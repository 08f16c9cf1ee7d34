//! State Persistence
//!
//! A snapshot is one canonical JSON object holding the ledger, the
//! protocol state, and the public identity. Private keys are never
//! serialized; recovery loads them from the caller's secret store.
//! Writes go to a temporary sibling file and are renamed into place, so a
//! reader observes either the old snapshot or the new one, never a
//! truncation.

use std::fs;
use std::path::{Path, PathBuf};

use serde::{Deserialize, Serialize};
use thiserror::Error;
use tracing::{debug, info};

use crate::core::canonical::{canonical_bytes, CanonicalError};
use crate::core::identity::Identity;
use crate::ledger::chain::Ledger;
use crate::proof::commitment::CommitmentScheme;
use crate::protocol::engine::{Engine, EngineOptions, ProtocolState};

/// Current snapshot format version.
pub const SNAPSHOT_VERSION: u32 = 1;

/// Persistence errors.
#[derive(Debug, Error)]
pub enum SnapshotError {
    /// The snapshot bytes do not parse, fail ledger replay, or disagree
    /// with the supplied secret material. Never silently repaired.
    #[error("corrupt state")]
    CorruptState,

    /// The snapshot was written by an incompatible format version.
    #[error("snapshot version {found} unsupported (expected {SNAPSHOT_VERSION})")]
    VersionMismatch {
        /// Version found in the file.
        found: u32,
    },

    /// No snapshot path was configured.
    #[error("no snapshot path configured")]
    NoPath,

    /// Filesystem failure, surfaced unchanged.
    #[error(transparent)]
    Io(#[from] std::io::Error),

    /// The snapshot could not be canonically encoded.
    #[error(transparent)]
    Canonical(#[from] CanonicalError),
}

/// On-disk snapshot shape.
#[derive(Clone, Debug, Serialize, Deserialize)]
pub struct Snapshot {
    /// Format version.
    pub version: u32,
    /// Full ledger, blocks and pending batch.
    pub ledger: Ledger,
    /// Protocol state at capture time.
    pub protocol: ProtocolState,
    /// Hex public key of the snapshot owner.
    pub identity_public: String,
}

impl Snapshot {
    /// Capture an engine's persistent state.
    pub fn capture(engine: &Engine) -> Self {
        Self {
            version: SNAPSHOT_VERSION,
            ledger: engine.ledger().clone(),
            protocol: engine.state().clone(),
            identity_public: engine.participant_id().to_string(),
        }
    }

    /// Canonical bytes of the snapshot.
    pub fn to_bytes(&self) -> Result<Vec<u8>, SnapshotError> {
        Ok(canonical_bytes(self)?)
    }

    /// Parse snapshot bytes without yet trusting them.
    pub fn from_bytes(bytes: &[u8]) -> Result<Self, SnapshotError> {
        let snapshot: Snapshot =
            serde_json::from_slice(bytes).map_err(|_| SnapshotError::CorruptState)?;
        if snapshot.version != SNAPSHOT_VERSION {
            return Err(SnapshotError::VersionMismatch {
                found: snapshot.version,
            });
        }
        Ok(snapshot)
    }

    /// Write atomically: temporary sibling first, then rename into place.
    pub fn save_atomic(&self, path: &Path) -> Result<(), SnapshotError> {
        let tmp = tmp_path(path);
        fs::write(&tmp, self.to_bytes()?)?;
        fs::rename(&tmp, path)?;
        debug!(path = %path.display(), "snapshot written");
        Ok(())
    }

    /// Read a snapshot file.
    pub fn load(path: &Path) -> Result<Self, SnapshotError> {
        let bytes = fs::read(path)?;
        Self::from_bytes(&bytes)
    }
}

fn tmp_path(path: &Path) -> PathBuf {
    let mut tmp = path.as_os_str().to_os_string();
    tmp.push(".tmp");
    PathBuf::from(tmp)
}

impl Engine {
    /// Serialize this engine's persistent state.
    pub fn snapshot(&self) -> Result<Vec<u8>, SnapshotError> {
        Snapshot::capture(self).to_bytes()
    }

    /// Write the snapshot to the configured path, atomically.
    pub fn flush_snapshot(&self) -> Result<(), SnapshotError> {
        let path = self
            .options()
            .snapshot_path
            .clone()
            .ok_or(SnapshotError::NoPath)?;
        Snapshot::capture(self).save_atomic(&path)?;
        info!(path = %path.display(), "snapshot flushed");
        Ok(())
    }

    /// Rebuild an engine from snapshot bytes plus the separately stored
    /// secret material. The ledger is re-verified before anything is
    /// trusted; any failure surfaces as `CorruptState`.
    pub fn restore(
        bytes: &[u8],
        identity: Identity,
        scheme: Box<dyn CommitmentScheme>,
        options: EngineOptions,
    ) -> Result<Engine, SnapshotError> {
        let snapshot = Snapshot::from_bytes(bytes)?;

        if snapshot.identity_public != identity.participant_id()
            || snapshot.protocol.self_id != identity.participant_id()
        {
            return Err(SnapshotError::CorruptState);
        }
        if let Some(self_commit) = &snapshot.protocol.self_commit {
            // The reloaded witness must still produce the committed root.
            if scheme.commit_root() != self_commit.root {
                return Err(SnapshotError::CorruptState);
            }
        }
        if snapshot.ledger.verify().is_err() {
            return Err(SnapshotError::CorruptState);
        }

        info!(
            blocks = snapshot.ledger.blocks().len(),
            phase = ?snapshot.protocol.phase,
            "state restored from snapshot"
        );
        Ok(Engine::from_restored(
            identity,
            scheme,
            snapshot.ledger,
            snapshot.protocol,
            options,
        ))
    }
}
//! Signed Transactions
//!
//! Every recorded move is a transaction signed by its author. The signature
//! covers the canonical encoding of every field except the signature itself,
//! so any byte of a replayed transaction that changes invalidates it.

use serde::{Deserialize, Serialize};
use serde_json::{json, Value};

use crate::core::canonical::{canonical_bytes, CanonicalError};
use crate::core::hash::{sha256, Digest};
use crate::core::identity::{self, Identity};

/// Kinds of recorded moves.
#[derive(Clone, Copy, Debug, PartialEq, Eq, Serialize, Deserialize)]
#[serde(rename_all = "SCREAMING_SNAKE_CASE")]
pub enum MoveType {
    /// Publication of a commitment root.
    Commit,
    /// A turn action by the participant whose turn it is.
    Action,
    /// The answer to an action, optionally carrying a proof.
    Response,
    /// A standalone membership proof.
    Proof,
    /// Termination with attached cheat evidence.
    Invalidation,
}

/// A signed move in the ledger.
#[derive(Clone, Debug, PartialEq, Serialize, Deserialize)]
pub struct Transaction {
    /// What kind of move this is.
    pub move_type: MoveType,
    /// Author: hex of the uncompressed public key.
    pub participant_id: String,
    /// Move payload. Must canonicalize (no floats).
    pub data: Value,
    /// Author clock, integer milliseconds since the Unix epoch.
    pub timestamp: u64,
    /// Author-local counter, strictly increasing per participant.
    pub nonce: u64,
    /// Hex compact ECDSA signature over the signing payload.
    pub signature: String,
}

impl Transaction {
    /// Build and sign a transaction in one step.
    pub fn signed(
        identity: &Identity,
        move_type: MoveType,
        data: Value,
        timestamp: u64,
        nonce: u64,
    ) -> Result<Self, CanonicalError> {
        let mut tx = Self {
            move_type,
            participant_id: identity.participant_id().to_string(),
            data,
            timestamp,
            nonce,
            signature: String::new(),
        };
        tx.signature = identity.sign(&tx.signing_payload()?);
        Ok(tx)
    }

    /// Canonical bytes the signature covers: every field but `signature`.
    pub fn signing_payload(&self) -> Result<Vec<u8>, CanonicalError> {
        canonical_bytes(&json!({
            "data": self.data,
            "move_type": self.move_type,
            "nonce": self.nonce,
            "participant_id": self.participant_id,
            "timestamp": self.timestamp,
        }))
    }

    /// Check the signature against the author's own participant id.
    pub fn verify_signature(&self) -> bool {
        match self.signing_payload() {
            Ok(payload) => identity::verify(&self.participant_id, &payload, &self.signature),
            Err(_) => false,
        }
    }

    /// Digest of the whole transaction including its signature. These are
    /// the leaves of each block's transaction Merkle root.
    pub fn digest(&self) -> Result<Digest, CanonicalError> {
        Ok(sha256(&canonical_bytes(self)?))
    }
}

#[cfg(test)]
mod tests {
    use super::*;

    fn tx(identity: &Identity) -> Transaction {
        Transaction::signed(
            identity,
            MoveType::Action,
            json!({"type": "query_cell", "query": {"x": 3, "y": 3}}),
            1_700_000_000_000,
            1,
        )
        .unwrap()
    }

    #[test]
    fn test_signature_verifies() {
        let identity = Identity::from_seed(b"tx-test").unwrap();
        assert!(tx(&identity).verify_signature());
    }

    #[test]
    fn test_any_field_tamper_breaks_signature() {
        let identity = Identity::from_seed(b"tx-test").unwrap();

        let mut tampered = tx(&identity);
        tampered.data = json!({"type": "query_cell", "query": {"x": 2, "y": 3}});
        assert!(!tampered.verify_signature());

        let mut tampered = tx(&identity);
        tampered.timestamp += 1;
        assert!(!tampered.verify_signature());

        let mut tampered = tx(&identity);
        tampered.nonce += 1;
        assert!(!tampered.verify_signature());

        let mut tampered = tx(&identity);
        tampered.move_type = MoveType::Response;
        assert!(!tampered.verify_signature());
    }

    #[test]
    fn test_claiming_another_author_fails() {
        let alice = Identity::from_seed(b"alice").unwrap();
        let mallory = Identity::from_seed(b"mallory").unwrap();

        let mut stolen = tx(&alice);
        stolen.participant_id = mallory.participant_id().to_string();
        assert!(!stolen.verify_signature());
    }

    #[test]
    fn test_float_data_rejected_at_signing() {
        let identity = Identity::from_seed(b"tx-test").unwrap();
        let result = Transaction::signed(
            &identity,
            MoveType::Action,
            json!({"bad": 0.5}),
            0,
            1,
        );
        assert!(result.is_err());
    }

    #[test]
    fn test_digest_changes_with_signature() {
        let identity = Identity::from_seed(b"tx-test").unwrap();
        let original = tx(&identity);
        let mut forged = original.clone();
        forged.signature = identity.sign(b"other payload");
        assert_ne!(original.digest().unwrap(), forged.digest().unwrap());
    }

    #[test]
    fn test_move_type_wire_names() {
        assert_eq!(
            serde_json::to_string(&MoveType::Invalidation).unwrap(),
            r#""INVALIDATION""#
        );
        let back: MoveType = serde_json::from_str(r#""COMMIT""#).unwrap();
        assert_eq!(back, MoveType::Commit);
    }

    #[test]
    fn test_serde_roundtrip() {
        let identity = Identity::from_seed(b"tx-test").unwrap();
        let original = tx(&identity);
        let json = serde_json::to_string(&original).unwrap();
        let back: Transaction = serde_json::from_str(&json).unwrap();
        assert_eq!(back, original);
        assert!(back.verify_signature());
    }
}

- What you should do
Some lines in the material contain "CanonicalError". Show all of them.

- Answer for this exercise
use crate::core::canonical::{canonical_bytes, CanonicalError};
    Canonical(#[from] CanonicalError),
use crate::core::canonical::{canonical_bytes, CanonicalError};
    ) -> Result<Self, CanonicalError> {
    pub fn signing_payload(&self) -> Result<Vec<u8>, CanonicalError> {
    pub fn digest(&self) -> Result<Digest, CanonicalError> {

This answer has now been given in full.